- Born: Betty Maritim 23 May 1971 (age 55) Kenya
- Education: Moi University (Bachelor of Education) Kenya Institute of Bankers (Associate of the Chartered Institute of Bankers) University of Nairobi (MBA) Catholic University of Eastern Africa (Bachelor of Laws)
- Occupations: Lawyer, Businesswoman, Banker, Corporate Executive
- Years active: 2013–present
- Known for: Leadership, Legal expertise,

= Betty Korir =

Kenyan lawyer and banker

Betty Maritim Korir (née Betty Maritim), (born c. 1971), is a Kenyan lawyer and corporate executive, who serves as the managing director and chief executive officer of Credit Bank, a commercial bank in Kenya, the largest economy in the East African Community.

==Early life and education==
She was born in Kenya in the 1970s. After attending local primary and secondary schools, she was admitted to Moi University, where she graduated with Bachelor of Education degree in 2001. She then spent the next four-year at the Kenya Institute of Bankers, where she graduated as an Associate of the Chartered Institute of Bankers (ACIB), in 2005.

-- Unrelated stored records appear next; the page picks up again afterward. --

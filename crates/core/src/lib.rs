//! `sharebook-core`: domain foundation building blocks.
//!
//! This crate contains **pure domain** primitives (no infrastructure concerns).

pub mod entity;
pub mod error;
pub mod id;
pub mod validation;
pub mod value_object;

pub use entity::{Entity, SoftDelete};
pub use error::{DomainError, DomainResult, ErrorKind, FieldError};
pub use id::{CategoryId, ExpenseId, LedgerId, MemberId, RefreshTokenId, UserId};
pub use validation::Validator;
pub use value_object::{Amount, AmountError, EmailAddress, HexColor, ValueObject};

She went on to pursue a Master of Business Administration degree, from the University of Nairobi, graduating in 2016. She then obtained a Bachelor of Laws degree from the Catholic University of Eastern Africa, where she graduated in 2016. She then obtained qualification as a Chartered Credit Analyst from the Global Academy of Finance and Management, in 2016.

==Career==
Korir joined Credit Bank in June 2013, as the Head of Credit Risk. She served in that capacity for the next eleven months. She was then promoted to Head of Credit at the same bank, serving in that position for three and half years. In October 2017, she was appointed CEO at Credit bank, serving the first one month in an acting capacity.

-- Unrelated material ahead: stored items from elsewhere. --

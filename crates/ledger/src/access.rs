//! Entry check shared by every ledger-scoped operation.

use sharebook_auth::{LedgerAction, Membership, MembershipResolver, MembershipStore};
use sharebook_core::{DomainResult, LedgerId, UserId};

use crate::ledger::{Ledger, LedgerStore, require_ledger};

/// Resolves the ledger and the caller's membership, then authorizes the
/// action. Services call [`LedgerGuard::enter`] once per operation.
///
/// Order: ledger missing or deleted (`NotFound`), caller not a member
/// (`Forbidden`), role insufficient (`Forbidden` or `BadRequest`).
#[derive(Debug, Clone)]
pub struct LedgerGuard<L, M> {
    ledgers: L,
    resolver: MembershipResolver<M>,
}

impl<L, M> LedgerGuard<L, M>
where
    L: LedgerStore,
    M: MembershipStore,
{
    pub fn new(ledgers: L, memberships: M) -> Self {
        Self {
            ledgers,
            resolver: MembershipResolver::new(memberships),
        }
    }

    pub fn ledgers(&self) -> &L {
        &self.ledgers
    }

    pub fn memberships(&self) -> &M {
        self.resolver.store()
    }

    pub fn enter(
        &self,
        user_id: UserId,
        ledger_id: LedgerId,
        action: &LedgerAction,
    ) -> DomainResult<(Ledger, Membership)> {
        let ledger = require_ledger(&self.ledgers, ledger_id)?;
        let membership = self.resolver.authorize(user_id, ledger_id, action)?;
        Ok((ledger, membership))
    }

    /// Like [`LedgerGuard::enter`] with a read action, for checks whose final
    /// decision needs facts only known after loading a target row.
    pub fn enter_as_member(
        &self,
        user_id: UserId,
        ledger_id: LedgerId,
    ) -> DomainResult<(Ledger, Membership)> {
        self.enter(user_id, ledger_id, &LedgerAction::Read)
    }
}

While at the helm at Credit Bank, she has placed emphasis on the funding of small and medium enterprises. In 2018, the bank won the Best Commercial Bank Governance Award.

==Other considerations==
As of March 2019, Betty Korir is one five women who serve as chief executive officers at Kenyan commercial banks. The other for female CEOs are (a) Nasim Devji, at Diamond Trust Bank (b) Rebecca Mbithi at Family Bank (c) Anne Karanja, at Kenya Post Office Savings Bank and (d) Joyce Ann Wainaina, at Citibank Kenya.